Frente ao Vaticano II
      Esta tragédia não surgiu por geração espontânea, ela está intimamente  ligada a um dos acontecimentos mais importantes do século XX, que foi chamado pelo mesmo D. Lefebvre de Terceira Guerra Mundial.
     Não se pode resistir adequadamente a algo de que não temos boa compreensão. Grande parte do esforço dos inovadores tornados ocupantes dos postos da hierarquia, tem sido o  de dissociar o concílio Vaticano II de suas consequências, na tentativa de forjar uma ausência de mácula no evento em si, enquanto que o bode expiatório, chamado “espírito do Concílio”, e que justamente porque é espírito, não se vê, é associado a um sem número de influências e agentes irresponsáveis. 

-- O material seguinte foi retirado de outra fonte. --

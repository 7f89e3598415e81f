// Copyright (c) 2025 Kirky.X
//
// Licensed under the MIT License
// See LICENSE file in the project root for full license information.

use crate::config::settings::BrowserSettings;
use crate::engines::traits::{BrowserSession, EngineError, PageElement};
use async_trait::async_trait;
use chromiumoxide::handler::HandlerConfig;
use chromiumoxide::{Browser, BrowserConfig, Page};
use futures::StreamExt;
use std::time::Duration;
use tokio::task::JoinHandle;

/// 同意横幅点击后的等待时间
const CONSENT_SETTLE_DELAY: Duration = Duration::from_secs(1);

/// Chromium会话
///
/// 基于chromiumoxide的浏览器会话。整个运行期间只打开一个页面，
/// 所有导航都在这个页面上串行进行。
pub struct ChromiumSession {
    browser: Option<Browser>,
    page: Option<Page>,
    handler: Option<JoinHandle<()>>,
    launched: bool,
}

impl ChromiumSession {
    /// 启动本地Chrome或连接远程Chrome实例，并打开一个空白页面
    ///
    /// # 参数
    ///
    /// * `settings` - 浏览器配置
    /// * `page_load_timeout` - 页面加载超时时间，CDP请求超时不会低于该值
    pub async fn start(
        settings: &BrowserSettings,
        page_load_timeout: Duration,
    ) -> Result<Self, EngineError> {
        let remote_debugging_url = settings
            .remote_debugging_url
            .clone()
            .or_else(|| std::env::var("CHROMIUM_REMOTE_DEBUGGING_URL").ok());

        let request_timeout = settings.cdp_request_timeout(page_load_timeout);
        let launched = remote_debugging_url.is_none();
        let (browser, mut handler) = if let Some(ref url) = remote_debugging_url {
            tracing::info!("Connecting to remote Chrome instance at: {}", url);
            let config = HandlerConfig {
                request_timeout,
                ..Default::default()
            };
            Browser::connect_with_config(url, config).await.map_err(|e| {
                EngineError::Browser(format!("Failed to connect to remote Chrome: {}", e))
            })?
        } else {
            let mut builder = BrowserConfig::builder()
                .no_sandbox()
                .window_size(settings.window_width, settings.window_height)
                .request_timeout(request_timeout)
                .arg("--disable-gpu")
                .arg("--disable-dev-shm-usage");

            if !settings.headless {
                builder = builder.with_head();
            }

            let config = builder.build().map_err(EngineError::Browser)?;
            Browser::launch(config)
                .await
                .map_err(|e| EngineError::Browser(e.to_string()))?
        };

        // Spawn a handler to process browser events
        let handler = tokio::spawn(async move {
            while let Some(event) = handler.next().await {
                if event.is_err() {
                    break;
                }
            }
        });

        let page = browser
            .new_page("about:blank")
            .await
            .map_err(|e| EngineError::Browser(e.to_string()))?;

        tracing::info!(launched, "Chromium session started");

        Ok(Self {
            browser: Some(browser),
            page: Some(page),
            handler: Some(handler),
            launched,
        })
    }

    fn page(&self) -> Result<&Page, EngineError> {
        self.page.as_ref().ok_or(EngineError::NoPage)
    }
}

/// 生成收集元素快照的脚本
///
/// `href`/`src` 取DOM属性值，与WebDriver的 `get_attribute` 一样返回绝对地址。
fn snapshot_script(selector: &str) -> Result<String, EngineError> {
    let selector = serde_json::to_string(selector)
        .map_err(|e| EngineError::InvalidSelector(e.to_string()))?;

    Ok(format!(
        r#"(() => Array.from(document.querySelectorAll({selector})).map((el) => {{
    const attributes = {{}};
    for (const attr of el.attributes) {{
        attributes[attr.name] = attr.value;
    }}
    if (typeof el.href === "string" && el.href) {{
        attributes.href = el.href;
    }}
    if (typeof el.src === "string" && el.src) {{
        attributes.src = el.src;
    }}
    return {{ text: el.innerText || el.textContent || "", attributes }};
}}))()"#
    ))
}

#[async_trait]
impl BrowserSession for ChromiumSession {
    async fn navigate(&mut self, url: &str) -> Result<(), EngineError> {
        // goto waits for the load event
        self.page()?
            .goto(url)
            .await
            .map_err(|e| EngineError::Browser(e.to_string()))?;
        Ok(())
    }

    async fn find_all(&self, selector: &str) -> Result<Vec<PageElement>, EngineError> {
        let script = snapshot_script(selector)?;
        self.page()?
            .evaluate(script)
            .await
            .map_err(|e| EngineError::Browser(e.to_string()))?
            .into_value::<Vec<PageElement>>()
            .map_err(|e| EngineError::Browser(format!("Unexpected element snapshot: {}", e)))
    }

    async fn current_url(&self) -> Result<Option<String>, EngineError> {
        self.page()?
            .url()
            .await
            .map_err(|e| EngineError::Browser(e.to_string()))
    }

    async fn page_language(&self) -> Result<Option<String>, EngineError> {
        let lang = self
            .page()?
            .evaluate("document.documentElement.getAttribute('lang') || ''")
            .await
            .map_err(|e| EngineError::Browser(e.to_string()))?
            .into_value::<String>()
            .map_err(|e| EngineError::Browser(e.to_string()))?;
        Ok((!lang.is_empty()).then_some(lang))
    }

    async fn dismiss_consent(&mut self, selector: &str, timeout: Duration) -> bool {
        match self.wait_for(selector, timeout).await {
            Ok(Some(_)) => {}
            _ => return false,
        }

        let Ok(page) = self.page() else {
            return false;
        };
        let clicked = match page.find_element(selector).await {
            Ok(button) => button.click().await.is_ok(),
            Err(_) => false,
        };

        if clicked {
            tracing::info!("Accepted cookie consent");
            tokio::time::sleep(CONSENT_SETTLE_DELAY).await;
        }
        clicked
    }

    async fn close(&mut self) -> Result<(), EngineError> {
        if let Some(page) = self.page.take() {
            if let Err(e) = page.close().await {
                tracing::debug!("Failed to close page: {}", e);
            }
        }

        let mut result = Ok(());
        let browser = self.browser.take();
        // A remote browser is shared; only tear down what we launched.
        if let (Some(mut browser), true) = (browser, self.launched) {
            if let Err(e) = browser.close().await {
                result = Err(EngineError::Browser(e.to_string()));
            }
            if let Err(e) = browser.wait().await {
                tracing::debug!("Failed to wait for browser exit: {}", e);
            }
        }

        if let Some(handler) = self.handler.take() {
            handler.abort();
        }

        tracing::info!("Chromium session closed");
        result
    }

    fn name(&self) -> &'static str {
        "chromium"
    }
}

impl Drop for ChromiumSession {
    fn drop(&mut self) {
        // Dropping the Browser kills a launched child process.
        if let Some(handler) = self.handler.take() {
            handler.abort();
        }
    }
}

     Consideremos então o Vaticano II nos seus aspectos mais essenciais, a fim de que possamos perceber sua malignidade o mais claramente possível, seu perigo mortal para a nossa Fé Católica. Depois disto não será difícil constatar a sua relação com o Golpe de Mestre de Satanás que acabrunha  o Corpo Místico de Cristo faz já meio século.
     O que é um  concílio ecumênico? É uma assembléia solene dos bispos de  todo o universo, reunidos ao chamado e sob a autoridade e presidência do Pontífice Romano para deliberar e legislar em comum sobre as coisas que interessam a toda cristandade[3]. Pio IX, na sua bula de convocação do Concílio Vaticano I, indicava as principais finalidades de uma tal assembleia:   
 
 “(...) Decidir com prudência e sabedoria sobre tudo o que possa contribuir para a definição dos dogmas da Fé, para condenar os erros que insidiosamente se espalham, para defender, pôr à luz, explicitar a doutrina católica, para conservar e melhorar a disciplina eclesiástica e para o restabelecimento dos costumes relaxados das populações”.[4]
 
     Trata-se de um órgão extraordinário do magistério supremo da Igreja, ainda que nem todos os seus atos pertençam ao magistério infalível solene, podendo também pertencer ao magistério ordinário universal. De qualquer modo, é aí que se deve exercer, de modo privilegiado, o poder do magistério, com vistas à cura do rebanho dos fiéis, os quais devem ser “alimentados” com a verdadeira doutrina (daí porque se definem dogmas e se explicita a doutrina católica), defendidos dos perigos (condenação dos erros) e conduzidos para as boas pastagens (restabelecimento dos costumes relaxados).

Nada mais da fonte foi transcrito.